En la cumbre del viejo Smoky, todo cubierto de nieve, perdí al hombre que amaba realmente por ser demasiado lento…

—Canciones folklóricas —dijo Dorothy encendiendo un cigarrillo. La llama brilló sobre el sobrecito de cerillas con el nombre impreso en cobre.

—El problema contigo —dijo él— es que eres una víctima de tu educación aristocrática.

Ahora el noviazgo es un placer, pero el separarse un dolor. Y un amante de falso corazón es peor que un ladrón…

—¿Te hiciste la prueba de sangre?

—Sí. Está tarde también.

—¿No tengo yo que hacerme una?

—No.

—Lo leí en el calendario. Dice: «Se requiere prueba de sangre en Iowa». ¿No será para los dos?
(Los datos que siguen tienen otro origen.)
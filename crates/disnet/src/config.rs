// SPDX-License-Identifier: Apache-2.0 OR MIT
// Copyright (c) 2025-2026 naskel.com

//! DIS wire and transport constants (IEEE 1278.1).
//!
//! Centralizes the protocol magic numbers so they are never hardcoded at a
//! call site.

/// Fixed PDU header length in bytes (every PDU starts with this).
pub const PDU_HEADER_LEN: usize = 12;

/// Character-set tag written ahead of fixed-width strings (1 = ASCII).
pub const ASCII_CHARSET: u8 = 1;

/// Width of the entity marking field (data bytes, excluding the charset tag).
pub const MARKING_LEN: usize = 11;

/// Largest datagram the transport will send: Ethernet MTU (1500) minus
/// IPv4 (20) and UDP (8) headers. One PDU per datagram, no fragmentation.
pub const MAX_DATAGRAM: usize = 1472;

/// Conventional DIS exercise port.
pub const DEFAULT_PORT: u16 = 3000;

/// Site/application/entity wildcard ("all") identifier value.
pub const ID_ALL: u16 = 0xFFFF;

/// "No entity" identifier value (same wire value as the wildcard; the
/// meaning depends on the field per IEEE 1278.1).
pub const ID_NONE: u16 = 0xFFFF;

/// Exercise id that accepts traffic from any exercise.
pub const EXERCISE_ANY: u8 = 0;

/// Alignment rule for trailing variable blobs (modulation parameters,
/// antenna patterns): lengths must fall on a 64-bit boundary.
pub const BLOB_ALIGNMENT: usize = 8;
—Ya lo pregunté. Tú no tienes que hacerlo. —Sus dedos seguían recortando con precisión en la servilleta.

Un ladrón puede robarte y llevarse cuanto tienes. Pero un amante de falso corazón te llevará a la tumba…

—Se está haciendo tarde…

—Quedémonos hasta el final del disco, ¿eh? A mí me gusta. —Abrió la servilleta. Los huecos de los recortes se multiplicaban simétricamente, y el papel era ahora una red de intrincado encaje. Extendió su obra sobre la mesa, admirándola.

La tumba te ocultará y te convertirá en polvo. Ninguna chica puede confiar en hombre alguno…

—¿Ves lo que las mujeres tenemos que aguantar?

—Una lástima. Una verdadera lástima. Tengo el corazón destrozado.

De vuelta en su habitación, sostuvo la foto sobre un cenicero y acercó una cerilla encendida al ángulo inferior. Era una copia de la foto del anuario, y una buena fotografía suya. Odiaba quemarla, pero había escrito en ella: «A Dorrie, con todo mi, amor», bajo su alegre sonrisa.